Global stocks were catapulted to record highs on Thursday following the Federal Reserve’s "dovish hike" which rekindled investor’s appetite for riskier assets. Asian shares have traded mostly higher today as participants digest the Fed’s caution to future rate increases with the bullish domino uplifting European equities. With risk-on being the new name of the game in the short term, Wall Street may stroll into further gains moving forward.
Although the impressive stock market rally has displayed repeated signs of resilience against political risk and uncertainty this quarter, participants must remain diligent as some fragments of a bear market still linger. A situation in the future where investors start to lose faith over Trump’s pending fiscal stimulus plans could be the start of a steep market selloff.
Dollar punished by Doves
The Greenback was exposed to sharp losses on Wednesday after the Federal Reserve signaled a more moderate pace of monetary tightening in 2017 than most investors anticipated. Although US interest rates were increased as widely expected, the cautious tone Yellen struck at the press conference coupled with the static projections on the dot plot has extinguished expectations of four US interest rates increases this year. Regardless of the sharp Dollar selloff, the bullish bias remains intact in the longer term and with "the economy doing well" as Yellen stated buyers may reappear once a support has been established.

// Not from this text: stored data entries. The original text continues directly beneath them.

//! Common types for oracle interactions
//!
//! The extraction pipeline only exchanges text, so requests and responses
//! carry plain strings rather than multi-modal content blocks.

/// Completion request
#[derive(Debug, Clone)]
pub struct LlmRequest {
    /// System instruction, sent out-of-band from the message list
    pub system: Option<String>,
    pub messages: Vec<LlmMessage>,
    pub max_tokens: Option<u32>,
    /// Low values suit structured extraction; None uses the provider default
    pub temperature: Option<f32>,
}

impl LlmRequest {
    /// Request consisting of a single user message
    pub fn user(text: impl Into<String>) -> Self {
        Self {
            system: None,
            messages: vec![LlmMessage {
                role: MessageRole::User,
                text: text.into(),
            }],
            max_tokens: None,
            temperature: None,
        }
    }

    pub fn with_system(mut self, system: impl Into<String>) -> Self {
        self.system = Some(system.into());
        self
    }

    pub fn with_max_tokens(mut self, max_tokens: u32) -> Self {
        self.max_tokens = Some(max_tokens);
        self
    }

    pub fn with_temperature(mut self, temperature: f32) -> Self {
        self.temperature = Some(temperature);
        self
    }
}

/// Message in conversation
#[derive(Debug, Clone)]
pub struct LlmMessage {
    pub role: MessageRole,
    pub text: String,
}

/// Message role
#[derive(Debug, Clone, Copy, PartialEq, Eq)]
pub enum MessageRole {
    User,
    Assistant,
}

/// Completion response
#[derive(Debug, Clone)]
pub struct LlmResponse {
    /// Concatenated text of the response
    pub text: String,
    pub usage: Usage,
}

impl LlmResponse {
    /// Response with the given text and zero usage, for stubs and tests
    pub fn text(text: impl Into<String>) -> Self {
        Self {
            text: text.into(),
            usage: Usage::default(),
        }
    }
}

/// Token usage statistics
#[derive(Debug, Clone, Copy, Default)]
pub struct Usage {
    pub input_tokens: u64,
    pub output_tokens: u64,
}
//! Downstream trip planning
//!
//! Once an intake completes, its free-text answers are folded into typed
//! flight search parameters and cached per session. Extraction never blocks
//! the chat flow; failures are logged and surface later as an explicit
//! error when flight search is actually requested.

use crate::flights::{find_by_city, BudgetTier, FlightSearchRequest};
use crate::intake::{Budget, TripIntakeState};
use std::collections::HashMap;
use thiserror::Error;
use tokio::sync::RwLock;

/// Why flight parameters could not be derived from an intake state
#[derive(Debug, Error, PartialEq, Eq)]
pub enum ExtractError {
    #[error("intake is not complete")]
    Incomplete,
}

/// Derive flight search parameters from a completed intake state
pub fn extract_flight_parameters(
    state: &TripIntakeState,
) -> Result<FlightSearchRequest, ExtractError> {
    if !state.is_complete() {
        return Err(ExtractError::Incomplete);
    }
    let (Some(departure_date), Some(return_date)) = (
        state.dates_of_travel.start_date,
        state.dates_of_travel.end_date,
    ) else {
        return Err(ExtractError::Incomplete);
    };

    let origin = state.starting_location.clone().unwrap_or_default();
    let destination = state.destination.clone().unwrap_or_default();

    Ok(FlightSearchRequest {
        origin: resolve_airport_code(&origin),
        destination: resolve_airport_code(&destination),
        departure_date,
        return_date,
        num_travelers: state.number_of_travelers.unwrap_or(1),
        budget: state.budget.map_or(BudgetTier::Medium, budget_tier),
        accessibility_required: has_accessibility_requirements(state),
    })
}

fn budget_tier(budget: Budget) -> BudgetTier {
    match budget {
        Budget::Economy => BudgetTier::Low,
        Budget::MidRange => BudgetTier::Medium,
        Budget::Luxury => BudgetTier::High,
    }
}

/// Resolve free-text city input to an IATA code where the directory allows.
/// Three-letter tokens pass through uppercased; anything else goes as-is
/// and is left to the provider to interpret.
fn resolve_airport_code(city: &str) -> String {
    if let Some(airport) = find_by_city(city) {
        return airport.code.to_string();
    }
    let trimmed = city.trim();
    if trimmed.len() == 3 && trimmed.chars().all(|c| c.is_ascii_alphabetic()) {
        return trimmed.to_uppercase();
    }
    trimmed.to_string()
}

/// An explicit "none" answer does not flag the search as accessible
fn has_accessibility_requirements(state: &TripIntakeState) -> bool {
    state.accessibility_needs.as_ref().is_some_and(|needs| {
        let needs = needs.trim();
        !needs.is_empty() && !needs.eq_ignore_ascii_case("none")
    })
}

/// Per-session cache of extracted flight parameters
#[derive(Default)]
pub struct TripPlanner {
    cache: RwLock<HashMap<String, FlightSearchRequest>>,
}

impl TripPlanner {
    pub fn new() -> Self {
        Self::default()
    }

    /// Extract and cache parameters at the turn an intake completes.
    /// Failures are logged, never propagated into the chat response.
    pub async fn process_completed(
        &self,
        session_id: &str,
        state: &TripIntakeState,
    ) -> Option<FlightSearchRequest> {
        match extract_flight_parameters(state) {
            Ok(params) => {
                tracing::info!(
                    session_id = %session_id,
                    origin = %params.origin,
                    destination = %params.destination,
                    "Extracted flight parameters"
                );
                self.cache
                    .write()
                    .await
                    .insert(session_id.to_string(), params.clone());
                Some(params)
            }
            Err(e) => {
                tracing::error!(
                    session_id = %session_id,
                    error = %e,
                    "Failed to extract flight parameters"
                );
                None
            }
        }
    }

    /// Cached parameters, or a fresh extraction for sessions completed
    /// before this process started caring about them
    pub async fn ensure_parameters(
        &self,
        session_id: &str,
        state: &TripIntakeState,
    ) -> Result<FlightSearchRequest, ExtractError> {
        if let Some(params) = self.flight_parameters(session_id).await {
            return Ok(params);
        }
        let params = extract_flight_parameters(state)?;
        self.cache
            .write()
            .await
            .insert(session_id.to_string(), params.clone());
        Ok(params)
    }

    /// Cached parameters for a session
    pub async fn flight_parameters(&self, session_id: &str) -> Option<FlightSearchRequest> {
        self.cache.read().await.get(session_id).cloned()
    }
}

#[cfg(test)]
mod tests {
    use super::*;
    use crate::intake::{TravelDates, TripPace, TripType};
    use chrono::NaiveDate;

    fn complete_state() -> TripIntakeState {
        TripIntakeState {
            budget: Some(Budget::Luxury),
            starting_location: Some("New York".to_string()),
            destination: Some("Los Angeles".to_string()),
            accessibility_needs: Some("wheelchair access".to_string()),
            dietary_needs: Some(String::new()),
            age_group_of_travelers: Some("adults".to_string()),
            interests: vec!["food".to_string()],
            how_packed_trip: Some(TripPace::Relaxed),
            ok_with_walking: Some(true),
            dates_of_travel: TravelDates {
                start_date: NaiveDate::from_ymd_opt(2026, 5, 1),
                end_date: NaiveDate::from_ymd_opt(2026, 5, 8),
            },
            trip_type: Some(TripType::Romantic),
            number_of_travelers: Some(2),
        }
    }

    #[test]
    fn test_extraction_maps_every_parameter() {
        let params = extract_flight_parameters(&complete_state()).expect("params");

        assert_eq!(params.origin, "JFK");
        assert_eq!(params.destination, "LAX");
        assert_eq!(
            params.departure_date,
            NaiveDate::from_ymd_opt(2026, 5, 1).expect("date")
        );
        assert_eq!(
            params.return_date,
            NaiveDate::from_ymd_opt(2026, 5, 8).expect("date")
        );
        assert_eq!(params.num_travelers, 2);
        assert_eq!(params.budget, BudgetTier::High);
        assert!(params.accessibility_required);
    }

    #[test]
    fn test_incomplete_state_is_rejected() {
        let mut state = complete_state();
        state.destination = None;
        assert_eq!(
            extract_flight_parameters(&state),
            Err(ExtractError::Incomplete)
        );
    }

    #[test]
    fn test_budget_tiers_map_across_vocabularies() {
        let mut state = complete_state();
        state.budget = Some(Budget::Economy);
        assert_eq!(
            extract_flight_parameters(&state).expect("params").budget,
            BudgetTier::Low
        );

        state.budget = Some(Budget::MidRange);
        assert_eq!(
            extract_flight_parameters(&state).expect("params").budget,
            BudgetTier::Medium
        );
    }

    #[test]
    fn test_unknown_city_passes_through() {
        let mut state = complete_state();
        state.destination = Some("Reykjavik".to_string());
        let params = extract_flight_parameters(&state).expect("params");
        assert_eq!(params.destination, "Reykjavik");
    }

    #[test]
    fn test_three_letter_tokens_uppercase_as_codes() {
        let mut state = complete_state();
        state.destination = Some("cdg".to_string());
        let params = extract_flight_parameters(&state).expect("params");
        assert_eq!(params.destination, "CDG");
    }

    #[test]
    fn test_none_accessibility_answers_do_not_flag_search() {
        let mut state = complete_state();

        state.accessibility_needs = Some(String::new());
        assert!(!extract_flight_parameters(&state)
            .expect("params")
            .accessibility_required);

        state.accessibility_needs = Some("None".to_string());
        assert!(!extract_flight_parameters(&state)
            .expect("params")
            .accessibility_required);
    }

    #[tokio::test]
    async fn test_planner_caches_per_session() {
        let planner = TripPlanner::new();

        assert!(planner.flight_parameters("s1").await.is_none());

        let params = planner
            .process_completed("s1", &complete_state())
            .await
            .expect("params");
        assert_eq!(planner.flight_parameters("s1").await, Some(params));
        assert!(planner.flight_parameters("s2").await.is_none());
    }

    #[tokio::test]
    async fn test_incomplete_state_is_not_cached() {
        let planner = TripPlanner::new();
        let mut state = complete_state();
        state.interests.clear();

        assert!(planner.process_completed("s1", &state).await.is_none());
        assert!(planner.flight_parameters("s1").await.is_none());
    }

    #[tokio::test]
    async fn test_ensure_parameters_extracts_when_uncached() {
        let planner = TripPlanner::new();

        let params = planner
            .ensure_parameters("s1", &complete_state())
            .await
            .expect("params");
        assert_eq!(params.origin, "JFK");
        // Now cached
        assert!(planner.flight_parameters("s1").await.is_some());

        let incomplete = TripIntakeState::default();
        assert_eq!(
            planner.ensure_parameters("s2", &incomplete).await,
            Err(ExtractError::Incomplete)
        );
    }
}
//! # Rollcall
//!
//! Headless client for a "who is signed in right now" service: sign-in
//! via an external provider, a directory of known users, and live
//! online/offline presence over a WebSocket feed.
//!
//! Rollcall is the state layer only. It holds the session, rebuilds the
//! directory list, and keeps the presence set current; a rendering
//! layer (CLI, TUI, web frontend) subscribes and draws.
//!
//! ## Quick start
//!
//! ```rust,no_run
//! use rollcall::prelude::*;
//!
//! # async fn run() -> Result<(), RollcallError> {
//! let mut client = RollcallClient::new(Config::from_env(), MemoryStore::new());
//!
//! // Pick up a persisted session, or complete one after the provider
//! // redirect landed.
//! if client.startup().is_none() {
//!     client.complete_sign_in().await?;
//! }
//!
//! let roster = client.directory().fetch().await;
//! let presence = client.open_presence()?;
//! let mut online = presence.presence();
//!
//! while online.changed().await.is_ok() {
//!     let set = online.borrow().clone();
//!     for entry in &roster {
//!         let mark = if set.contains(&entry.id) { "●" } else { "○" };
//!         println!("{mark} {}", entry.name);
//!     }
//! }
//! # Ok(())
//! # }
//! ```

mod client;
mod config;
mod error;

pub use client::RollcallClient;
pub use config::Config;
pub use error::RollcallError;

/// The common imports, in one place.
pub mod prelude {
    pub use crate::{Config, RollcallClient, RollcallError};
    pub use rollcall_directory::{
        ApiClient, ApiConfig, DirectoryFetcher, NoSeed, SeedProvider,
        StaticSeed,
    };
    pub use rollcall_presence::{
        LinkState, PresenceConfig, PresenceSynchronizer,
    };
    pub use rollcall_protocol::{
        DirectoryEntry, Identity, PresenceSet, Provider, UserKey,
    };
    pub use rollcall_session::{
        KeyValueStore, MemoryStore, SessionState, SessionStore,
    };
}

Technical traders may observe how the Dollar Index reacts to the physiological 100.00 support which could provide protection for the bulls or simply assist the bears if prices are breached.
Sterling bounces back to life, but for how long?

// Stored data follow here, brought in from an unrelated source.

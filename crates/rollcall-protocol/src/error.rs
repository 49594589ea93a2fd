//! Error types for the protocol layer.
//!
//! Each Rollcall crate defines its own error enum. A `ProtocolError`
//! always means a record failed to decode or violated a structural rule
//! — never a transport or storage problem.

/// Errors that can occur while decoding records.
#[derive(Debug, thiserror::Error)]
pub enum ProtocolError {
    /// Deserialization failed: malformed JSON, a missing required field,
    /// or a wrong data type.
    #[error("decode failed: {0}")]
    Decode(#[source] serde_json::Error),

    /// The record decoded but is invalid at the protocol level.
    #[error("invalid record: {0}")]
    InvalidRecord(String),
}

Sterling bulls were back in action on Thursday with the GBPUSD lurching towards 1.2370 following the Bank of England’s unexpectedly hawkish signals on future interest rate increases. Although the monetary policy was left unchanged, the emergence of a lone BoE hawk coupled with concerns of rising inflation simply offered Sterling a solid boost. With speculations potentially heightening over other policy makers moving to the hawkish camp following the dissenting vote by Kristin Forbes, the Pound could be supported in the short term. Although the Central Bank has raised expectations for economic growth in the first quarter to hit 0.6%, this may be overshadowed by the Brexit developments in the medium to longer term.
While the current gains on the GBPUSD are impressive, it must be kept in mind that this has little to do with a change of sentiment towards Sterling but extreme Dollar weakness. Technical traders may pay very close attention to how prices react around the 1.2400 regions with weakness below opening a path back down towards 1.2200.